وَقَالَ ٱلۡمَلِكُ ٱئۡتُونِي بِهِۦٓ أَسۡتَخۡلِصۡهُ لِنَفۡسِيۖ فَلَمَّا كَلَّمَهُۥ قَالَ إِنَّكَ ٱلۡيَوۡمَ لَدَيۡنَا مَكِينٌ أَمِين 54قَالَ ٱجۡعَلۡنِي عَلَىٰ خَزَآئِنِ ٱلۡأَرۡضِۖ إِنِّي حَفِيظٌ عَلِيمٞ 55وَكَذَٰلِكَ مَكَّنَّا لِيُوسُفَ فِي ٱلۡأَرۡضِ يَتَبَوَّأُ مِنۡهَا حَيۡثُ يَشَآءُۚ نُصِيبُ بِرَحۡمَتِنَا مَن نَّشَآءُۖ وَلَا نُضِيعُ أَجۡرَ ٱلۡمُحۡسِنِينَ 56وَلَأَجۡرُ ٱلۡأٓخِرَةِ خَيۡرٞ لِّلَّذِينَ ءَامَنُواْ وَكَانُواْ يَتَّقُونَ57
Yusufs Brüder besuchen Ägypten
58Später kamen Yusufs Brüder an und traten vor ihn. Er erkannte sie, aber sie erkannten ihn nicht. 59Nachdem er sie mit ihren Vorräten versorgt hatte, sagte er: „Bringt mir euren Bruder väterlicherseits. Seht ihr nicht, dass ich volles Maß gebe und ich der beste Gastgeber bin?“ 60Aber wenn ihr ihn mir beim nächsten Mal nicht bringt, wird es kein Getreide für euch geben, und ihr werdet mir nie wieder nahekommen. 61Sie versprachen: „Wir werden versuchen, seinen Vater zu überreden, ihn mit uns zu schicken. Wir werden unser Bestes tun.“ 62Yusuf befahl seinen Dienern, das Geld seiner Brüder in ihre Säcke zu stecken, damit sie es finden würden, nachdem sie zu ihrer Familie zurückgekehrt waren, und vielleicht zurückkommen würden.

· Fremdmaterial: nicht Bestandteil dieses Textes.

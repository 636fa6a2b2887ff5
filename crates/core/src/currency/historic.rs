//! Historic ISO-4217 currencies, kept for old amounts and archived data.
//!
//! Each row carries the window `(introduced, expired)` during which the
//! currency was legal tender. Codes without a numeric code use 0.

use coinage_shared::MinorUnit;

use super::iso4217::CurrencyRecord;

const TWO: MinorUnit = MinorUnit::TWO;
const ZERO: MinorUnit = MinorUnit::ZERO;
const THREE: MinorUnit = MinorUnit::THREE;
const FIFTH: MinorUnit = MinorUnit::NonDecimalFifth;
const NA: MinorUnit = MinorUnit::NotApplicable;

/// Historic ISO-4217 currencies.
pub(crate) static HISTORIC: &[CurrencyRecord] = &[
    CurrencyRecord::historic("ADF", 0, TWO, "Andorran franc", "Fr", (1960, 1, 1), (2002, 2, 17)),
    CurrencyRecord::historic("ADP", 20, ZERO, "Andorran peseta", "Pts", (1869, 1, 1), (2002, 2, 28)),
    CurrencyRecord::historic("AFA", 4, TWO, "Afghan afghani", "؋", (1925, 1, 1), (2003, 1, 2)),
    CurrencyRecord::historic("AOK", 24, ZERO, "Angolan kwanza", "Kz", (1977, 1, 8), (1990, 9, 24)),
    CurrencyRecord::historic("AON", 24, ZERO, "Angolan novo kwanza", "Kz", (1990, 9, 25), (2000, 2, 1)),
    CurrencyRecord::historic("AOR", 982, ZERO, "Angolan kwanza reajustado", "Kz", (1995, 7, 1), (2000, 2, 1)),
    CurrencyRecord::historic("ARA", 32, TWO, "Argentine austral", "₳", (1985, 6, 15), (1991, 12, 31)),
    CurrencyRecord::historic("ARP", 32, TWO, "Argentine peso argentino", "$a", (1983, 6, 6), (1985, 6, 14)),
    CurrencyRecord::historic("ATS", 40, TWO, "Austrian schilling", "öS", (1945, 1, 1), (2002, 2, 28)),
    CurrencyRecord::historic("AZM", 31, TWO, "Azerbaijani manat", "₼", (1992, 8, 15), (2006, 1, 1)),
    CurrencyRecord::historic("BAD", 70, TWO, "Bosnia and Herzegovina dinar", "дин.", (1992, 7, 1), (1997, 12, 31)),
    CurrencyRecord::historic("BEC", 993, TWO, "Belgian convertible franc (funds code)", "¤", (1970, 1, 1), (1990, 1, 1)),
    CurrencyRecord::historic("BEF", 56, TWO, "Belgian franc", "fr.", (1832, 1, 1), (2002, 2, 28)),
    CurrencyRecord::historic("BEL", 992, TWO, "Belgian financial franc (funds code)", "¤", (1970, 1, 1), (1990, 1, 1)),
    CurrencyRecord::historic("BGL", 100, TWO, "Bulgarian lev A/99", "лв.", (1962, 1, 1), (1999, 7, 5)),
    CurrencyRecord::historic("BOP", 68, TWO, "Bolivian peso", "$b.", (1963, 1, 1), (1986, 12, 31)),
    CurrencyRecord::historic("BRB", 76, TWO, "Brazilian cruzeiro", "Cr$", (1970, 1, 1), (1986, 2, 28)),
    CurrencyRecord::historic("BRC", 76, TWO, "Brazilian cruzado", "Cz$", (1986, 3, 1), (1989, 1, 15)),
    CurrencyRecord::historic("BRE", 76, TWO, "Brazilian cruzeiro", "Cr$", (1990, 3, 15), (1993, 8, 1)),
    CurrencyRecord::historic("BRN", 76, TWO, "Brazilian cruzado novo", "NCz$", (1989, 1, 16), (1990, 3, 15)),
    CurrencyRecord::historic("BRR", 987, TWO, "Brazilian cruzeiro real", "CR$", (1993, 8, 1), (1994, 6, 30)),
    CurrencyRecord::historic("BYB", 112, TWO, "Belarusian ruble", "Br", (1992, 1, 1), (1999, 12, 31)),
    CurrencyRecord::historic("BYR", 974, ZERO, "Belarusian ruble", "Br", (2000, 1, 1), (2016, 6, 30)),
    CurrencyRecord::historic("CNX", 0, TWO, "Chinese People's Bank dollar", "¥", (1979, 1, 1), (1998, 12, 31)),
    CurrencyRecord::historic("CSD", 891, TWO, "Serbian dinar", "дин.", (2003, 7, 3), (2006, 12, 31)),
    CurrencyRecord::historic("CSK", 200, TWO, "Czechoslovak koruna", "Kčs", (1919, 4, 10), (1993, 2, 8)),
    CurrencyRecord::historic("CYP", 196, TWO, "Cypriot pound", "£", (1879, 1, 1), (2007, 12, 31)),
    CurrencyRecord::historic("DDM", 278, TWO, "East German mark", "M", (1948, 6, 21), (1990, 6, 30)),
    CurrencyRecord::historic("DEM", 276, TWO, "German mark", "DM", (1948, 6, 21), (2001, 12, 31)),
    CurrencyRecord::historic("ECS", 218, ZERO, "Ecuadorian sucre", "S/.", (1884, 1, 1), (2000, 9, 9)),
    CurrencyRecord::historic("ECV", 983, TWO, "Ecuador Unidad de Valor Constante (funds code)", "¤", (1993, 1, 1), (2000, 9, 9)),
    CurrencyRecord::historic("EEK", 233, TWO, "Estonian kroon", "kr", (1992, 1, 1), (2010, 12, 31)),
    CurrencyRecord::historic("ESA", 996, TWO, "Spanish peseta (account A)", "Pta", (1978, 1, 1), (1981, 12, 31)),
    CurrencyRecord::historic("ESB", 995, TWO, "Spanish peseta (account B)", "Pta", (1975, 1, 1), (1994, 12, 31)),
    CurrencyRecord::historic("ESP", 724, ZERO, "Spanish peseta", "Pta", (1869, 1, 1), (2001, 12, 31)),
    CurrencyRecord::historic("FIM", 246, TWO, "Finnish markka", "mk", (1860, 1, 1), (2001, 12, 31)),
    CurrencyRecord::historic("FRF", 250, TWO, "French franc", "₣", (1960, 1, 1), (2001, 12, 31)),
    CurrencyRecord::historic("GEK", 268, ZERO, "Georgian kuponi", "ლ", (1993, 4, 5), (1995, 9, 24)),
    CurrencyRecord::historic("GHC", 288, ZERO, "Ghanaian cedi", "₵", (1967, 1, 1), (2007, 6, 30)),
    CurrencyRecord::historic("GNE", 324, ZERO, "Guinean syli", "FG", (1971, 1, 1), (1985, 12, 31)),
    CurrencyRecord::historic("GQE", 226, ZERO, "Equatorial Guinean ekwele", "¤", (1975, 1, 1), (1986, 12, 31)),
    CurrencyRecord::historic("GRD", 300, ZERO, "Greek drachma", "₯", (1954, 1, 1), (2001, 12, 31)),
    CurrencyRecord::historic("GWP", 624, TWO, "Guinea-Bissau peso", "$G", (1975, 1, 1), (1997, 4, 30)),
    CurrencyRecord::historic("HRD", 191, TWO, "Croatian dinar", "HRD", (1991, 12, 23), (1994, 5, 30)),
    CurrencyRecord::historic("HRK", 191, TWO, "Croatian kuna", "kn", (1994, 5, 30), (2022, 12, 31)),
    CurrencyRecord::historic("IEP", 372, TWO, "Irish pound", "£", (1938, 1, 1), (2001, 12, 31)),
    CurrencyRecord::historic("ILP", 376, THREE, "Israeli lira", "I£", (1948, 1, 1), (1980, 2, 23)),
    CurrencyRecord::historic("ILR", 376, TWO, "Israeli shekel", "IS", (1980, 2, 24), (1985, 12, 31)),
    CurrencyRecord::historic("ITL", 380, ZERO, "Italian lira", "₤", (1861, 1, 1), (2001, 12, 31)),
    CurrencyRecord::historic("LTL", 440, TWO, "Lithuanian litas", "Lt", (1993, 1, 1), (2014, 12, 31)),
    CurrencyRecord::historic("LTT", 440, TWO, "Lithuanian talonas", "Lt", (1992, 1, 1), (1993, 12, 31)),
    CurrencyRecord::historic("LUC", 989, TWO, "Luxembourg convertible franc (funds code)", "¤", (1970, 1, 1), (1990, 3, 5)),
    CurrencyRecord::historic("LUF", 442, TWO, "Luxembourg franc", "F", (1944, 1, 1), (2001, 12, 31)),
    CurrencyRecord::historic("LUL", 988, TWO, "Luxembourg financial franc (funds code)", "¤", (1970, 1, 1), (1990, 3, 5)),
    CurrencyRecord::historic("LVL", 428, TWO, "Latvian lats", "Ls", (1992, 1, 1), (2013, 12, 31)),
    CurrencyRecord::historic("LVR", 428, TWO, "Latvian rublis", "Rbl", (1992, 5, 7), (1993, 10, 17)),
    CurrencyRecord::historic("MCF", 0, TWO, "Monegasque franc", "fr", (1960, 1, 1), (2002, 2, 17)),
    CurrencyRecord::historic("MGF", 450, TWO, "Malagasy franc", "FMG", (1963, 7, 1), (2004, 12, 31)),
    CurrencyRecord::historic("MKN", 807, TWO, "Old Macedonian denar A/93", "ден", (1992, 1, 1), (1993, 12, 31)),
    CurrencyRecord::historic("MLF", 466, ZERO, "Mali franc", "MAF", (1962, 1, 1), (1984, 12, 31)),
    CurrencyRecord::historic("MRO", 478, FIFTH, "Mauritanian ouguiya", "UM", (1973, 6, 29), (2017, 12, 31)),
    CurrencyRecord::historic("MTL", 470, TWO, "Maltese lira", "₤", (1972, 5, 26), (2007, 12, 31)),
    CurrencyRecord::historic("MXP", 484, TWO, "Mexican peso", "$", (1863, 1, 1), (1992, 12, 31)),
    CurrencyRecord::historic("MZE", 508, TWO, "Mozambican escudo", "Esc", (1914, 1, 1), (1980, 6, 16)),
    CurrencyRecord::historic("MZM", 508, TWO, "Mozambican metical", "MT", (1980, 6, 16), (2006, 6, 30)),
    CurrencyRecord::historic("NIC", 558, TWO, "Nicaraguan córdoba", "C$", (1988, 2, 15), (1990, 10, 31)),
    CurrencyRecord::historic("NLG", 528, TWO, "Dutch guilder", "ƒ", (1810, 1, 1), (2001, 12, 31)),
    CurrencyRecord::historic("PEH", 0, TWO, "Peruvian old sol", "S./", (1863, 1, 1), (1985, 2, 1)),
    CurrencyRecord::historic("PEI", 604, TWO, "Peruvian inti", "I/.", (1985, 2, 1), (1991, 10, 1)),
    CurrencyRecord::historic("PLZ", 616, TWO, "Polish zloty A/94", "zł", (1950, 10, 30), (1994, 12, 31)),
    CurrencyRecord::historic("PTE", 620, ZERO, "Portuguese escudo", "$", (1911, 5, 22), (2001, 12, 31)),
    CurrencyRecord::historic("RHD", 716, TWO, "Rhodesian dollar", "$", (1970, 2, 17), (1980, 4, 17)),
    CurrencyRecord::historic("ROK", 642, ZERO, "Romanian leu A/52", "lei", (1947, 8, 15), (1952, 1, 27)),
    CurrencyRecord::historic("ROL", 642, TWO, "Romanian leu A/05", "lei", (1952, 1, 28), (2005, 6, 30)),
    CurrencyRecord::historic("RUR", 810, TWO, "Russian ruble A/97", "р.", (1992, 1, 1), (1997, 12, 31)),
    CurrencyRecord::historic("SDD", 736, TWO, "Sudanese dinar", "LSd", (1992, 6, 8), (2007, 6, 30)),
    CurrencyRecord::historic("SDP", 736, TWO, "Sudanese old pound", "ج.س.", (1956, 1, 1), (1992, 6, 8)),
    CurrencyRecord::historic("SIT", 705, TWO, "Slovenian tolar", "SIT", (1991, 10, 8), (2006, 12, 31)),
    CurrencyRecord::historic("SKK", 703, TWO, "Slovak koruna", "Sk", (1993, 2, 8), (2008, 12, 31)),
    CurrencyRecord::historic("SLL", 694, TWO, "Sierra Leonean leone", "Le", (1964, 8, 4), (2023, 12, 31)),
    CurrencyRecord::historic("SML", 0, ZERO, "San Marinese lira", "₤", (1864, 1, 1), (2001, 12, 31)),
    CurrencyRecord::historic("SRG", 740, TWO, "Suriname guilder", "ƒ", (1942, 1, 1), (2003, 12, 31)),
    CurrencyRecord::historic("STD", 678, TWO, "São Tomé and Príncipe dobra", "Db", (1977, 1, 1), (2017, 12, 31)),
    CurrencyRecord::historic("SUR", 810, TWO, "Soviet Union ruble", "руб", (1961, 1, 1), (1991, 12, 31)),
    CurrencyRecord::historic("TJR", 762, ZERO, "Tajikistani ruble", "TJR", (1995, 5, 10), (2000, 10, 30)),
    CurrencyRecord::historic("TMM", 795, TWO, "Turkmenistani manat", "T", (1993, 11, 1), (2008, 12, 31)),
    CurrencyRecord::historic("TPE", 626, ZERO, "Portuguese Timorese escudo", "$", (1959, 1, 1), (1976, 12, 31)),
    CurrencyRecord::historic("TRL", 792, ZERO, "Turkish lira A/05", "₤", (1843, 1, 1), (2005, 12, 31)),
    CurrencyRecord::historic("UAK", 804, TWO, "Ukrainian karbovanets", "крб.", (1992, 10, 1), (1996, 9, 1)),
    CurrencyRecord::historic("UGS", 800, ZERO, "Ugandan shilling A/87", "USh", (1966, 8, 15), (1987, 5, 15)),
    CurrencyRecord::historic("USS", 998, TWO, "United States dollar (same day) (funds code)", "$", (1995, 1, 1), (2014, 3, 28)),
    CurrencyRecord::historic("UYN", 858, TWO, "Uruguay old peso", "$", (1896, 1, 1), (1975, 7, 1)),
    CurrencyRecord::historic("UYP", 858, TWO, "Uruguay peso", "$", (1975, 7, 1), (1993, 3, 1)),
    CurrencyRecord::historic("VAL", 0, ZERO, "Vatican lira", "₤", (1929, 1, 1), (2002, 2, 28)),
    CurrencyRecord::historic("VEB", 862, TWO, "Venezuelan bolívar", "Bs.", (1879, 3, 31), (2007, 12, 31)),
    CurrencyRecord::historic("VEF", 937, TWO, "Venezuelan bolívar fuerte", "Bs.F", (2008, 1, 1), (2018, 8, 20)),
    CurrencyRecord::historic("VNN", 704, ZERO, "Old Vietnamese dong", "₫", (1978, 5, 3), (1985, 9, 14)),
    CurrencyRecord::historic("XEU", 954, NA, "European Currency Unit", "ECU", (1979, 3, 13), (1998, 12, 31)),
    CurrencyRecord::historic("XFO", 0, NA, "Gold franc (special settlement currency)", "¤", (1803, 1, 1), (2003, 12, 31)),
    CurrencyRecord::historic("XFU", 0, NA, "UIC franc (special settlement currency)", "¤", (1921, 1, 1), (2013, 11, 7)),
    CurrencyRecord::historic("YDD", 720, THREE, "South Yemeni dinar", "YDD", (1965, 1, 1), (1996, 6, 11)),
    CurrencyRecord::historic("YUD", 890, TWO, "Yugoslav dinar", "дин.", (1966, 1, 1), (1989, 12, 31)),
    CurrencyRecord::historic("YUM", 891, TWO, "Yugoslav dinar", "дин.", (1994, 1, 24), (2003, 7, 2)),
    CurrencyRecord::historic("YUN", 890, TWO, "Yugoslav dinar", "дин.", (1990, 1, 1), (1992, 6, 30)),
    CurrencyRecord::historic("ZAL", 991, TWO, "South African financial rand (funds code)", "R", (1985, 9, 1), (1995, 3, 13)),
    CurrencyRecord::historic("ZMK", 894, TWO, "Zambian kwacha", "ZK", (1968, 1, 16), (2012, 12, 31)),
    CurrencyRecord::historic("ZRN", 180, TWO, "Zairean new zaire", "Ƶ", (1993, 1, 1), (1997, 12, 31)),
    CurrencyRecord::historic("ZRZ", 180, THREE, "Zairean zaire", "Ƶ", (1967, 1, 1), (1993, 12, 31)),
    CurrencyRecord::historic("ZWC", 716, TWO, "Rhodesian dollar", "$", (1970, 2, 17), (1980, 4, 17)),
    CurrencyRecord::historic("ZWD", 716, TWO, "Zimbabwean dollar A/06", "Z$", (1980, 4, 18), (2006, 7, 31)),
    CurrencyRecord::historic("ZWL", 932, TWO, "Zimbabwean dollar A/10", "$", (2009, 2, 2), (2024, 8, 31)),
    CurrencyRecord::historic("ZWN", 942, TWO, "Zimbabwean dollar A/08", "Z$", (2006, 8, 1), (2008, 7, 31)),
    CurrencyRecord::historic("ZWR", 935, TWO, "Zimbabwean dollar A/09", "Z$", (2008, 8, 1), (2009, 2, 2)),
];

وَجَآءَ إِخۡوَةُ يُوسُفَ فَدَخَلُواْ عَلَيۡهِ فَعَرَفَهُمۡ وَهُمۡ لَهُۥ مُنكِرُونَ 58وَلَمَّا جَهَّزَهُم بِجَهَازِهِمۡ قَالَ ٱئۡتُونِي بِأَخٖ لَّكُم مِّنۡ أَبِيكُمۡۚ أَلَا تَرَوۡنَ أَنِّيٓ أُوفِي ٱلۡكَيۡلَ وَأَنَا۠ خَيۡرُ ٱلۡمُنزِلِينَ 59فَإِن لَّمۡ تَأۡتُونِي بِهِۦ فَلَا كَيۡلَ لَكُمۡ عِندِي وَلَا تَقۡرَبُونِ 60قَالُواْ سَنُرَٰوِدُ عَنۡهُ أَبَاهُ وَإِنَّا لَفَٰعِلُونَ 61وَقَالَ لِفِتۡيَٰنِهِ ٱجۡعَلُواْ بِضَٰعَتَهُمۡ فِي رِحَالِهِمۡ لَعَلَّهُمۡ يَعۡرِفُونَهَآ إِذَا ٱنقَلَبُوٓاْ إِلَىٰٓ أَهۡلِهِمۡ لَعَلَّهُمۡ يَرۡجِعُونَ62
Verse 58: Yusufs Familie litt unter Nahrungsmittelknappheit, deshalb mussten sie nach Ägypten reisen, um Vorräte zu kaufen.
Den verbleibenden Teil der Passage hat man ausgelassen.